Let's say that I had a list of url's that I would put in notepad or MS Excel like this:


dogtaining.com/dogfood/order
beagleobedience.com/beagle.care/products.html
dogtraining.com
catfancy.com/reviewcatbook/bestcatbook.html
kittenbookreview.net
cattoysforkittens.info/whatdocatslike/toy.html


This script should take all original domains with no subdomains out of this list and put them into another notepad/excel document. So in the case above,

dogtraining.com
kittenbookreview.net

would be removed from the original list and then put into a new list.

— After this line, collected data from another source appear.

//! The log service interface the consumer engine is written against

use async_trait::async_trait;
use std::collections::HashMap;
use std::fmt;
use std::time::Duration;

use crate::stream_log::{
    error::Result,
    types::{EntryId, StreamBatch},
};

/// Where a newly created consumer group starts reading
#[derive(Debug, Clone, Copy, PartialEq, Eq)]
pub enum StartPosition {
    /// Only entries appended after the group is created (`$`)
    Tail,

    /// Every entry already in the stream (`0`)
    Beginning,

    /// Entries strictly after the given id
    After(EntryId),
}

impl fmt::Display for StartPosition {
    fn fmt(&self, f: &mut fmt::Formatter<'_>) -> fmt::Result {
        match self {
            StartPosition::Tail => write!(f, "$"),
            StartPosition::Beginning => write!(f, "0"),
            StartPosition::After(id) => write!(f, "{}", id),
        }
    }
}

/// Options for a consumer-group read of never-delivered entries
#[derive(Debug, Clone)]
pub struct GroupReadOptions {
    /// Consumer group name
    pub group: String,

    /// Consumer identity within the group
    pub consumer: String,

    /// Stream to read from
    pub stream: String,

    /// Maximum entries to retrieve
    pub count: usize,

    /// How long to wait for new entries before reporting "no data"
    pub block: Duration,
}

impl GroupReadOptions {
    /// Create new group read options
    pub fn new(
        group: impl Into<String>,
        consumer: impl Into<String>,
        stream: impl Into<String>,
    ) -> Self {
        Self {
            group: group.into(),
            consumer: consumer.into(),
            stream: stream.into(),
            count: 10,
            block: Duration::from_secs(5),
        }
    }

    /// Set the read count (builder pattern)
    pub fn with_count(mut self, count: usize) -> Self {
        self.count = count;
        self
    }

    /// Set the block duration (builder pattern)
    pub fn with_block(mut self, block: Duration) -> Self {
        self.block = block;
        self
    }
}

/// Append-only stream log with consumer groups
///
/// Implementations must be safe to share between every worker of an engine;
/// all methods take `&self` and may be called concurrently.
#[async_trait]
pub trait StreamLog: Send + Sync {
    /// Create a consumer group on a stream, creating the stream if absent
    ///
    /// Returns [`Error::GroupExists`](crate::stream_log::Error::GroupExists)
    /// when the group is already in place.
    async fn create_group(&self, stream: &str, group: &str, start: StartPosition) -> Result<()>;

    /// Read entries never delivered to any consumer of the group
    ///
    /// Blocks up to `options.block`. Returns `None` when nothing arrived in
    /// that window.
    async fn read_group(&self, options: &GroupReadOptions) -> Result<Option<Vec<StreamBatch>>>;

    /// Acknowledge an entry, returning how many entries were removed from
    /// the pending list (0 or 1)
    async fn ack(&self, stream: &str, group: &str, id: EntryId) -> Result<u64>;

    /// Append an entry, returning the id the log assigned to it
    async fn append(&self, stream: &str, fields: &HashMap<String, String>) -> Result<EntryId>;

    /// Number of entries delivered to the group but not yet acknowledged
    async fn pending_count(&self, stream: &str, group: &str) -> Result<u64>;
}

#[cfg(test)]
mod tests {
    use super::*;

    #[test]
    fn test_start_position_display() {
        assert_eq!(StartPosition::Tail.to_string(), "$");
        assert_eq!(StartPosition::Beginning.to_string(), "0");
        assert_eq!(StartPosition::After(EntryId::new(10, 2)).to_string(), "10-2");
    }

    #[test]
    fn test_group_read_options_builder() {
        let options = GroupReadOptions::new("workers", "c1-0", "events")
            .with_count(50)
            .with_block(Duration::from_millis(250));

        assert_eq!(options.group, "workers");
        assert_eq!(options.consumer, "c1-0");
        assert_eq!(options.stream, "events");
        assert_eq!(options.count, 50);
        assert_eq!(options.block, Duration::from_millis(250));
    }
}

This is a very simple script but I'm having problems locating anything like it. Does anyone know where I can find this type of script? Using windows.

thanks

Medyman
07-23-2008, 10:09 PM
You could accomplish that using some simple RegEx in either PHP or ASP. I'm horribly inept with RegEx, but it might help you in finding a script that suits you. Or, just post in the proper forum regarding this, I'm sure someone can whip something up fairly quickly.

benslayton
07-25-2008, 08:15 AM
I've been looking for a script that will take my url list and extract a certain type of url from the list and put it into another list.

Let's say that I had a list of url's that I would put in notepad or MS Excel like this:


dogtaining.com/dogfood/order
beagleobedience.com/beagle.care/products.html
dogtraining.com
catfancy.com/reviewcatbook/bestcatbook.html
kittenbookreview.net
cattoysforkittens.info/whatdocatslike/toy.html


This script should take all original domains with no subdomains out of this list and put them into another notepad/excel document. So in the case above,

dogtraining.com
kittenbookreview.net

would be removed from the original list and then put into a new list.

This is a very simple script but I'm having problems locating anything like it. Does anyone know where I can find this type of script? Using windows.

thanks

Try this...From what I understand this is what you want man...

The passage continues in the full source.